Jordan versucht, die „Fabrikware“ eiserne Fachwerkbrücke künstlerisch weiterzu-entwickeln, ohne sich applizierter Ornamente zu bedienen. Sein ästhetisches Konzept, spielt mit den Gestaltungsmöglichkeiten der technischen Formen. In seinem Bestreben, exemplarisch gestaltete Prototypen zu schaffen, die sich der Fertigungsmethoden der Industrie bedienen, nähert sich Jordan zeitgleichen Leitmotiven des Deutschen Werkbundes, der ein Jahr zuvor in München gegründet wurde.

Schlussbetrachtung

In der Entwicklung des modernen Gestaltungsbewusstseins nimmt der Brückenbau eine führende Rolle ein und dies nicht erst seit dem 19. Jahrhundert. Schon seit seinen historischen Anfängen ist der Brückenbau in seinem Erscheinungsbild durch die Konstruktion geprägt: Sogar die Fachbücher über Brücken sind nicht chronologisch oder nach Stilepochen geordnet, sondern nach ihrer statischen Bauweise: Bogenbrücke, Balkenbrücke und Seilverspannte Brückenkonstruktionen.57 Diese drei grundliegenden Konstruktionsprinzipien haben sich bis heute nicht geändert. Brückenbau ist somit einerseits eine konservative Fachrichtung, die sich über Jahrtausende wenig von ihren Ursprüngen entfernt hat, andererseits der moderne funktionale Nukleus in der komplexen Entwicklung der Architekturgeschichte zu funktionalen Formen im 20. Jahrhundert nach dem eingangs zitiertem Paradigma: „Das Zeitalter der Technik erfindet seine Formen selbst.“58

Die Entwicklung der technischen Zeichnung von Wiebeking bis Jordan zeigt die Bedeutung der ästhetischen Reflexion im Entwurfsprozess bei zunehmender Technisierung. Aus einer illustrativen, malerischen Konstruktions- und Entwurfs-zeichnung entsteht im Zuge von Rationalisierung und Arbeitsteilung die vermaßte technische Werkstattzeichnung. Die Konstruktionszeichnung, und dafür ist die Ent-wicklung des Brückenbaus im 19. Jahrhundert exemplarisch, ist nicht nur visuelle technische Information, sondern Ausdruck eines ästhetischen Gestaltungswillens. Die gestalterische Kompetenz des Brückenbauingenieurs ist aber - besonders anschaulich demonstrieren dies die Entwürfe von Jordan - das Produkt seiner technischen Kompetenz im kreativen Umgang mit den Möglichkeiten des Konstruktiven.
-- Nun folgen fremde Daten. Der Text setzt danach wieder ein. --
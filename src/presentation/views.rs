use askama::{Error as AskamaError, Template};
use thiserror::Error;

use crate::{
    application::{render::RenderOutput, sitemap::canonical_url},
    config::SiteSettings,
    domain::document::Document,
};

#[derive(Debug, Error)]
#[error("{public_message} in {origin}")]
pub struct TemplateRenderError {
    pub(crate) origin: &'static str,
    pub(crate) public_message: &'static str,
    #[source]
    pub(crate) error: AskamaError,
}

impl TemplateRenderError {
    pub fn new(origin: &'static str, public_message: &'static str, error: AskamaError) -> Self {
        Self {
            origin,
            public_message,
            error,
        }
    }
}

pub fn render_template<T: Template>(template: T) -> Result<String, TemplateRenderError> {
    template.render().map_err(|err| {
        TemplateRenderError::new(
            "presentation::views::render_template",
            "Template rendering failed",
            err,
        )
    })
}

/// Site-wide values shared by every page.
#[derive(Clone)]
pub struct SiteChrome {
    pub title: String,
    pub description: String,
    pub language: String,
    pub home_href: String,
    pub stylesheet_href: String,
    pub rss_href: String,
    pub atom_href: String,
    pub author: Option<String>,
}

impl SiteChrome {
    pub fn from_settings(site: &SiteSettings) -> Self {
        Self {
            title: site.title.clone(),
            description: site.description.clone(),
            language: site.language.clone(),
            home_href: "/".to_string(),
            stylesheet_href: "/site.css".to_string(),
            rss_href: "/rss.xml".to_string(),
            atom_href: "/atom.xml".to_string(),
            author: site.author.clone(),
        }
    }
}

#[derive(Clone)]
pub struct PageMetaView {
    pub title: String,
    pub description: String,
    pub canonical: String,
    pub og_type: &'static str,
}

#[derive(Clone)]
pub struct LayoutContext<T> {
    pub chrome: SiteChrome,
    pub meta: PageMetaView,
    pub content: T,
}

impl<T> LayoutContext<T> {
    pub fn new(chrome: SiteChrome, meta: PageMetaView, content: T) -> Self {
        Self {
            chrome,
            meta,
            content,
        }
    }
}

#[derive(Clone)]
pub struct TagBadge {
    pub value: String,
    pub label: String,
}

#[derive(Clone)]
pub struct PostCard {
    pub href: String,
    pub title: String,
    pub description: Option<String>,
    pub iso_date: String,
    pub published: String,
    pub badges: Vec<TagBadge>,
    pub reading_time_minutes: u32,
}

impl PostCard {
    pub fn new(document: &Document, output: &RenderOutput) -> Self {
        Self {
            href: document.public_path(),
            title: document.front_matter.title.clone(),
            description: document.front_matter.description.clone(),
            iso_date: document.front_matter.iso_date(),
            published: document.front_matter.human_date(),
            badges: build_tag_badges(&document.front_matter.tags),
            reading_time_minutes: output.metrics.reading_time_minutes,
        }
    }
}

pub struct IndexContext {
    pub posts: Vec<PostCard>,
    pub has_results: bool,
}

#[derive(Template)]
#[template(path = "index.html")]
pub struct IndexTemplate {
    pub view: LayoutContext<IndexContext>,
}

impl IndexTemplate {
    pub fn build(site: &SiteSettings, posts: Vec<PostCard>) -> Self {
        let meta = PageMetaView {
            title: site.title.clone(),
            description: site.description.clone(),
            canonical: canonical_url(&site.base_url, "/"),
            og_type: "website",
        };
        let has_results = !posts.is_empty();
        Self {
            view: LayoutContext::new(
                SiteChrome::from_settings(site),
                meta,
                IndexContext { posts, has_results },
            ),
        }
    }
}

#[derive(Clone)]
pub struct BannerView {
    pub src: String,
    pub alt: String,
}

#[derive(Clone)]
pub struct TocItemView {
    pub anchor: String,
    pub text: String,
    pub level: u8,
}

pub struct PostDetailContext {
    pub slug: String,
    pub title: String,
    pub description: Option<String>,
    pub published: String,
    pub iso_date: String,
    pub tags: Vec<TagBadge>,
    pub banner: Option<BannerView>,
    pub reading_time_minutes: u32,
    pub toc: Vec<TocItemView>,
    pub body_html: String,
    pub has_code_blocks: bool,
}

#[derive(Template)]
#[template(path = "post.html")]
pub struct PostTemplate {
    pub view: LayoutContext<PostDetailContext>,
}

impl PostTemplate {
    pub fn build(site: &SiteSettings, document: &Document, output: &RenderOutput) -> Self {
        let front_matter = &document.front_matter;
        let public_path = document.public_path();

        let banner = front_matter.banner.as_deref().map(|banner| BannerView {
            src: asset_href(&public_path, banner),
            alt: front_matter.title.clone(),
        });

        let content = PostDetailContext {
            slug: document.slug.clone(),
            title: front_matter.title.clone(),
            description: front_matter.description.clone(),
            published: front_matter.human_date(),
            iso_date: front_matter.iso_date(),
            tags: build_tag_badges(&front_matter.tags),
            banner,
            reading_time_minutes: output.metrics.reading_time_minutes,
            toc: output
                .toc
                .iter()
                .map(|entry| TocItemView {
                    anchor: entry.anchor.clone(),
                    text: entry.text.clone(),
                    level: entry.level,
                })
                .collect(),
            body_html: output.html.clone(),
            has_code_blocks: output.contains_code,
        };

        let meta = PageMetaView {
            title: format!("{} | {}", front_matter.title, site.title),
            description: front_matter
                .description
                .clone()
                .unwrap_or_else(|| site.description.clone()),
            canonical: canonical_url(&site.base_url, &public_path),
            og_type: "article",
        };

        Self {
            view: LayoutContext::new(SiteChrome::from_settings(site), meta, content),
        }
    }
}

pub struct ErrorPageView {
    pub title: String,
    pub message: String,
    pub primary_action: Option<ErrorAction>,
}

impl ErrorPageView {
    pub fn not_found() -> Self {
        Self {
            title: "Page Not Found".to_string(),
            message: "The page you requested does not exist. Try returning to the homepage to continue reading.".to_string(),
            primary_action: Some(ErrorAction::home()),
        }
    }
}

pub struct ErrorAction {
    pub href: String,
    pub label: String,
}

impl ErrorAction {
    pub fn home() -> Self {
        Self {
            href: "/".to_string(),
            label: "Back to home".to_string(),
        }
    }
}

#[derive(Template)]
#[template(path = "not_found.html")]
pub struct ErrorTemplate {
    pub view: LayoutContext<ErrorPageView>,
}

impl ErrorTemplate {
    pub fn not_found(site: &SiteSettings) -> Self {
        let content = ErrorPageView::not_found();
        let meta = PageMetaView {
            title: format!("{} | {}", content.title, site.title),
            description: content.message.clone(),
            canonical: canonical_url(&site.base_url, "/404.html"),
            og_type: "website",
        };
        Self {
            view: LayoutContext::new(SiteChrome::from_settings(site), meta, content),
        }
    }
}

/// Public URL of a document-relative asset; absolute references pass through.
fn asset_href(public_path: &str, reference: &str) -> String {
    if reference.starts_with('/') || reference.contains("://") {
        return reference.to_string();
    }
    let relative = reference.trim_start_matches("./");
    format!("{public_path}{relative}")
}

pub fn build_tag_badges(tags: &[String]) -> Vec<TagBadge> {
    tags.iter()
        .map(|tag| TagBadge {
            value: tag.clone(),
            label: format!("#{}", title_case(tag)),
        })
        .collect()
}

pub fn title_case(tag: &str) -> String {
    if tag.eq_ignore_ascii_case("ai") || tag.eq_ignore_ascii_case("css") {
        return tag.to_ascii_uppercase();
    }

    let mut words = Vec::new();
    for segment in tag.split(['-', '_', ' ']) {
        if segment.is_empty() {
            continue;
        }
        let mut chars = segment.chars();
        if let Some(first) = chars.next() {
            let mut word = String::new();
            word.extend(first.to_uppercase());
            for ch in chars {
                word.extend(ch.to_lowercase());
            }
            words.push(word);
        }
    }

    if words.is_empty() {
        tag.to_string()
    } else {
        words.join(" ")
    }
}

#[cfg(test)]
mod tests {
    use super::*;

    #[test]
    fn title_case_handles_separators() {
        assert_eq!(title_case("react-hooks"), "React Hooks");
        assert_eq!(title_case("css"), "CSS");
        assert_eq!(title_case("前端"), "前端");
    }

    #[test]
    fn asset_href_rewrites_relative_references() {
        assert_eq!(asset_href("/hooks/", "./banner.jpg"), "/hooks/banner.jpg");
        assert_eq!(asset_href("/hooks/", "img/b.png"), "/hooks/img/b.png");
        assert_eq!(
            asset_href("/hooks/", "https://cdn.example.com/b.png"),
            "https://cdn.example.com/b.png"
        );
    }
}
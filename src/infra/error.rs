use std::path::{Path, PathBuf};

use thiserror::Error;

#[derive(Debug, Error)]
pub enum InfraError {
    #[error("io error: {0}")]
    Io(#[from] std::io::Error),
    #[error("io error at {path}: {source}")]
    IoAt {
        path: PathBuf,
        #[source]
        source: std::io::Error,
    },
    #[error("failed to walk content directory: {0}")]
    Walk(#[from] walkdir::Error),
    #[error("telemetry initialization failed: {0}")]
    Telemetry(String),
    #[error("configuration error: {message}")]
    Configuration { message: String },
}

impl InfraError {
    pub fn io_at(path: impl AsRef<Path>, source: std::io::Error) -> Self {
        Self::IoAt {
            path: path.as_ref().to_path_buf(),
            source,
        }
    }

    pub fn configuration(message: impl Into<String>) -> Self {
        Self::Configuration {
            message: message.into(),
        }
    }

    pub fn telemetry(message: impl Into<String>) -> Self {
        Self::Telemetry(message.into())
    }
}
56 Doppel-T-Profle durch Torés 1849 in Frankreich eingeführt und in Deutschland seit 1881 in einem Normalprofilbuch zusammengefaßt. Vgl. Michel, Die künstlerische Gestaltung von Eisenkonstruktionen, S. 106. 57 Vgl. z.B. den Aufbau des Führers zur Brückenbauausstellung im Deutschen Museum: Bühler, Dirk: Brückenbau, Deutsches Museum (Hg.), München 2000. 58 Selle, Geschichte des Design, 1997(1994), S. 20. Vgl. auch Neue Sammlung München (Hg.): Die Verborgene Vernunft. Funktionale Gestaltung im 19. Jahrhundert. Ausstellungskatalog, München 1971.